DESCRIPTION OF THE TASK:
Here is the task for the records below: repeat exactly the lines from the one with "pub fn socket_config(&self)" to the one with "impl From<&WebSocketConfig> for", both included, and nothing else.

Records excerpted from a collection
================
//! Server-originated pushes. These are the only way `notification` and
//! `user_status` envelopes enter the hub; clients cannot send them.

use crate::error::AppError;
use crate::state::AppState;
use crate::websocket::{DeliveryReport, Envelope, EnvelopeType};
use actix_web::{post, web, HttpResponse};
use serde::Deserialize;
use serde_json::{json, Value};

#[derive(Debug, Deserialize)]
pub struct PushRequest {
    #[serde(default, rename = "type")]
    pub kind: Option<String>,
    #[serde(default)]
    pub data: Value,
}

impl PushRequest {
    fn into_envelope(self) -> Result<Envelope, AppError> {
        let kind = match self.kind.as_deref() {
            None | Some("notification") => EnvelopeType::Notification,
            Some("user_status") => EnvelopeType::UserStatus,
            Some(other) => {
                return Err(AppError::BadRequest(format!(
                    "unsupported push type: {other}"
                )))
            }
        };
        Ok(Envelope::new(kind, "").with_data(self.data))
    }
}

fn report(report: DeliveryReport) -> HttpResponse {
    HttpResponse::Ok().json(json!({
        "delivered": report.delivered,
        "dropped": report.dropped,
    }))
}

#[post("/api/v1/teams/{team_id}/notify")]
pub async fn notify_team(
    state: web::Data<AppState>,
    path: web::Path<String>,
    body: web::Json<PushRequest>,
) -> Result<HttpResponse, AppError> {
    let team_id = path.into_inner();
    let envelope = body.into_inner().into_envelope()?;
    Ok(report(state.hub.send_to_team(&team_id, envelope)))
}

#[post("/api/v1/users/{user_id}/notify")]
pub async fn notify_user(
    state: web::Data<AppState>,
    path: web::Path<String>,
    body: web::Json<PushRequest>,
) -> Result<HttpResponse, AppError> {
    let user_id = path.into_inner();
    let envelope = body.into_inner().into_envelope()?;
    Ok(report(state.hub.send_to_user(&user_id, &envelope)))
}

/// Every connected client, regardless of room.
#[post("/api/v1/ws/broadcast")]
pub async fn broadcast_all(
    state: web::Data<AppState>,
    body: web::Json<PushRequest>,
) -> Result<HttpResponse, AppError> {
    let envelope = body.into_inner().into_envelope()?;
    Ok(report(state.hub.broadcast(&envelope)))
}

#[cfg(test)]
mod tests {
    use super::*;
    use crate::config::Config;
    use crate::services::NoopMessageSink;
    use crate::websocket::{Client, Identity};
    use actix_web::{http::StatusCode, test, App};
    use std::sync::Arc;

    fn state() -> AppState {
        let config = Config::from_vars(|key| (key == "JWT_SECRET").then(|| "s3cret".to_string()))
            .unwrap();
        AppState::new(config, Arc::new(NoopMessageSink))
    }

    #[actix_web::test]
    async fn test_notify_team_reaches_members_only() {
        let state = state();
        let (a, mut out_a) = Client::new(Identity::new("amy", Some("T1".into())), 8);
        let (b, mut out_b) = Client::new(Identity::new("bob", Some("T2".into())), 8);
        state.hub.register(a);
        state.hub.register(b);
        while out_a.try_recv().is_ok() {}
        while out_b.try_recv().is_ok() {}

        let app = test::init_service(
            App::new()
                .app_data(web::Data::new(state.clone()))
                .configure(crate::routes::configure),
        )
        .await;

        let req = test::TestRequest::post()
            .uri("/api/v1/teams/T1/notify")
            .set_json(json!({"data": {"title": "deploy done"}}))
            .to_request();
        let body: Value = test::call_and_read_body_json(&app, req).await;
        assert_eq!(body["delivered"], 1);

        let frame: Value = serde_json::from_str(&out_a.try_recv().unwrap()).unwrap();
        assert_eq!(frame["type"], "notification");
        assert_eq!(frame["room"], "team:T1");
        assert_eq!(frame["data"]["title"], "deploy done");
        assert!(out_b.try_recv().is_err());
    }

    #[actix_web::test]
    async fn test_client_only_type_rejected() {
        let app = test::init_service(
            App::new()
                .app_data(web::Data::new(state()))
                .configure(crate::routes::configure),
        )
        .await;

        let req = test::TestRequest::post()
            .uri("/api/v1/ws/broadcast")
            .set_json(json!({"type": "chat", "data": {}}))
            .to_request();
        let resp = test::call_service(&app, req).await;
        assert_eq!(resp.status(), StatusCode::BAD_REQUEST);
    }
}
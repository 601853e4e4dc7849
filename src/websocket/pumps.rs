//! Per-connection reader and writer tasks.
//!
//! [`serve_connection`] registers the client, runs both pumps until either
//! one stops, then unregisters. The reader owns the liveness deadline; the
//! writer owns every write to the socket, including heartbeats.

use bytes::Bytes;
use futures_util::stream::{SplitSink, SplitStream};
use futures_util::{SinkExt, StreamExt};
use std::sync::Arc;
use std::time::Duration;
use thiserror::Error;
use tokio::io::{AsyncRead, AsyncWrite};
use tokio::time::{self, Instant, MissedTickBehavior};
use tokio_tungstenite::tungstenite::protocol::WebSocketConfig as SocketConfig;
use tokio_tungstenite::tungstenite::{Error as WsError, Message};
use tokio_tungstenite::WebSocketStream;

use super::client::{Client, Outbound};
use super::hub::Hub;
use super::message_types::{Dispatch, EnvelopeType, InboundFrame};
use crate::config::WebSocketConfig;
use crate::metrics;
use crate::services::MessageSink;

/// Timing and size limits for one connection's pumps
#[derive(Debug, Clone)]
pub struct PumpConfig {
    /// Read deadline, renewed on every pong
    pub pong_wait: Duration,
    /// Heartbeat interval; kept below `pong_wait`
    pub ping_period: Duration,
    pub write_wait: Duration,
    pub max_message_size: usize,
    pub queue_capacity: usize,
}

impl PumpConfig {
    pub fn with_pong_wait(mut self, pong_wait: Duration) -> Self {
        self.pong_wait = pong_wait;
        self.ping_period = pong_wait * 9 / 10;
        self
    }

    pub fn with_write_wait(mut self, write_wait: Duration) -> Self {
        self.write_wait = write_wait;
        self
    }

    pub fn with_max_message_size(mut self, max_message_size: usize) -> Self {
        self.max_message_size = max_message_size;
        self
    }

    /// Handshake settings so oversized frames fail inside the protocol layer.
    pub fn socket_config(&self) -> SocketConfig {
        SocketConfig::default()
            .max_message_size(Some(self.max_message_size))
            .max_frame_size(Some(self.max_message_size))
    }
}

impl Default for PumpConfig {
    fn default() -> Self {
        Self::from(&WebSocketConfig::default())
    }
}

impl From<&WebSocketConfig> for PumpConfig {
    fn from(config: &WebSocketConfig) -> Self {
        Self {
            pong_wait: config.pong_wait,
            ping_period: config.pong_wait * 9 / 10,
            write_wait: config.write_wait,
            max_message_size: config.max_message_size,
            queue_capacity: config.queue_capacity,
        }
    }
}

/// Why a connection's pumps stopped.
#[derive(Debug, Clone, PartialEq, Eq, Error)]
pub enum PumpExit {
    #[error("peer closed the connection")]
    PeerClosed,

    #[error("read failed: {0}")]
    ReadError(String),

    #[error("no pong before read deadline")]
    ReadDeadline,

    #[error("inbound frame exceeds size limit")]
    MessageTooLarge,

    #[error("outbound queue closed")]
    QueueClosed,

    #[error("write failed: {0}")]
    WriteError(String),

    #[error("write deadline exceeded")]
    WriteDeadline,
}

impl PumpExit {
    /// True for the orderly endings: the peer said goodbye or the hub let go.
    pub fn is_graceful(&self) -> bool {
        matches!(self, PumpExit::PeerClosed | PumpExit::QueueClosed)
    }
}

/// Runs one accepted connection to completion.
///
/// Registers `client`, pumps frames both ways until either side fails or
/// a deadline passes, then unregisters and closes the socket. Returns the
/// reason the connection ended.
pub async fn serve_connection<S>(
    hub: Hub,
    client: Arc<Client>,
    mut outbound: Outbound,
    socket: WebSocketStream<S>,
    config: PumpConfig,
    sink: Arc<dyn MessageSink>,
) -> PumpExit
where
    S: AsyncRead + AsyncWrite + Unpin,
{
    hub.register(client.clone());
    client.mark_active();

    let (mut writer, mut reader) = socket.split();

    let exit = tokio::select! {
        exit = read_pump(&mut reader, &hub, &client, &config, &sink) => exit,
        exit = write_pump(&mut writer, &mut outbound, &config) => exit,
    };

    hub.unregister(&client);
    client.close_queue();
    // Already closed or dead sockets fail here; the outcome is the same.
    let _ = time::timeout(config.write_wait, writer.close()).await;

    if exit.is_graceful() {
        tracing::info!(client_id = %client.id(), user_id = %client.user_id(), reason = %exit, "connection closed");
    } else {
        tracing::warn!(client_id = %client.id(), user_id = %client.user_id(), reason = %exit, "connection dropped");
    }
    exit
}

async fn read_pump<S>(
    reader: &mut SplitStream<WebSocketStream<S>>,
    hub: &Hub,
    client: &Client,
    config: &PumpConfig,
    sink: &Arc<dyn MessageSink>,
) -> PumpExit
where
    S: AsyncRead + AsyncWrite + Unpin,
{
    let mut deadline = Instant::now() + config.pong_wait;

    loop {
        let message = match time::timeout_at(deadline, reader.next()).await {
            Err(_) => return PumpExit::ReadDeadline,
            Ok(None) => return PumpExit::PeerClosed,
            Ok(Some(Err(WsError::Capacity(e)))) => {
                tracing::warn!(client_id = %client.id(), error = %e, "inbound frame too large");
                return PumpExit::MessageTooLarge;
            }
            Ok(Some(Err(WsError::ConnectionClosed))) => return PumpExit::PeerClosed,
            Ok(Some(Err(e))) => return PumpExit::ReadError(e.to_string()),
            Ok(Some(Ok(message))) => message,
        };

        if message.len() > config.max_message_size {
            tracing::warn!(
                client_id = %client.id(),
                size = message.len(),
                limit = config.max_message_size,
                "inbound frame too large"
            );
            return PumpExit::MessageTooLarge;
        }

        match message {
            Message::Text(text) => handle_text(hub, client, text.as_str(), sink),
            Message::Pong(_) => deadline = Instant::now() + config.pong_wait,
            Message::Ping(_) => {
                // Answered by the protocol layer on the next flush.
            }
            Message::Binary(data) => {
                tracing::warn!(client_id = %client.id(), size = data.len(), "binary frame ignored");
                metrics::record_inbound_discarded("binary");
            }
            Message::Close(frame) => {
                tracing::debug!(client_id = %client.id(), ?frame, "close frame received");
                return PumpExit::PeerClosed;
            }
            Message::Frame(_) => {}
        }
    }
}

/// Parses, stamps and routes one inbound text frame. Nothing here ends
/// the connection.
fn handle_text(hub: &Hub, client: &Client, text: &str, sink: &Arc<dyn MessageSink>) {
    let frame = match InboundFrame::parse(text) {
        Ok(frame) => frame,
        Err(e) => {
            tracing::warn!(client_id = %client.id(), error = %e, "malformed inbound frame");
            metrics::record_inbound_discarded("malformed");
            return;
        }
    };

    let kind = match frame.dispatch() {
        Dispatch::Route(kind) => kind,
        Dispatch::Discard(reason) => {
            tracing::warn!(
                client_id = %client.id(),
                kind = %frame.kind,
                reason = reason.label(),
                "inbound frame discarded"
            );
            metrics::record_inbound_discarded(reason.label());
            return;
        }
    };

    let Some(envelope) = frame.into_envelope(kind, client.identity()) else {
        tracing::warn!(client_id = %client.id(), kind = %kind, "no room for teamless sender");
        metrics::record_inbound_discarded("no_room");
        return;
    };

    if kind == EnvelopeType::Chat {
        let sink = sink.clone();
        let envelope = envelope.clone();
        tokio::spawn(async move {
            if let Err(e) = sink.persist(&envelope).await {
                tracing::warn!(error = %e, user_id = %envelope.user_id, "failed to persist chat message");
            }
        });
    }

    hub.broadcast(&envelope);
}

async fn write_pump<S>(
    writer: &mut SplitSink<WebSocketStream<S>, Message>,
    outbound: &mut Outbound,
    config: &PumpConfig,
) -> PumpExit
where
    S: AsyncRead + AsyncWrite + Unpin,
{
    let mut heartbeat = time::interval_at(Instant::now() + config.ping_period, config.ping_period);
    heartbeat.set_missed_tick_behavior(MissedTickBehavior::Delay);

    loop {
        tokio::select! {
            frame = outbound.recv() => {
                let Some(first) = frame else {
                    let _ = time::timeout(config.write_wait, writer.send(Message::Close(None))).await;
                    return PumpExit::QueueClosed;
                };

                let batch = coalesce(first.as_ref(), outbound, config.queue_capacity);
                if let Err(exit) = send_with_deadline(writer, Message::text(batch), config.write_wait).await {
                    return exit;
                }
            }
            _ = heartbeat.tick() => {
                if let Err(exit) = send_with_deadline(writer, Message::Ping(Bytes::new()), config.write_wait).await {
                    return exit;
                }
            }
        }
    }
}

/// Joins `first` with whatever is already queued, newline-separated.
fn coalesce(first: &str, outbound: &mut Outbound, limit: usize) -> String {
    let mut batch = String::from(first);
    let mut taken = 1;
    while taken < limit {
        match outbound.try_recv() {
            Ok(next) => {
                batch.push('\n');
                batch.push_str(&next);
                taken += 1;
            }
            Err(_) => break,
        }
    }
    batch
}

async fn send_with_deadline<S>(
    writer: &mut SplitSink<WebSocketStream<S>, Message>,
    message: Message,
    write_wait: Duration,
) -> Result<(), PumpExit>
where
    S: AsyncRead + AsyncWrite + Unpin,
{
    match time::timeout(write_wait, writer.send(message)).await {
        Err(_) => Err(PumpExit::WriteDeadline),
        Ok(Err(e)) => Err(PumpExit::WriteError(e.to_string())),
        Ok(Ok(())) => Ok(()),
    }
}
================
TASK OUTPUT:
    pub fn socket_config(&self) -> SocketConfig {
        SocketConfig::default()
            .max_message_size(Some(self.max_message_size))
            .max_frame_size(Some(self.max_message_size))
    }
}

impl Default for PumpConfig {
    fn default() -> Self {
        Self::from(&WebSocketConfig::default())
    }
}

impl From<&WebSocketConfig> for PumpConfig {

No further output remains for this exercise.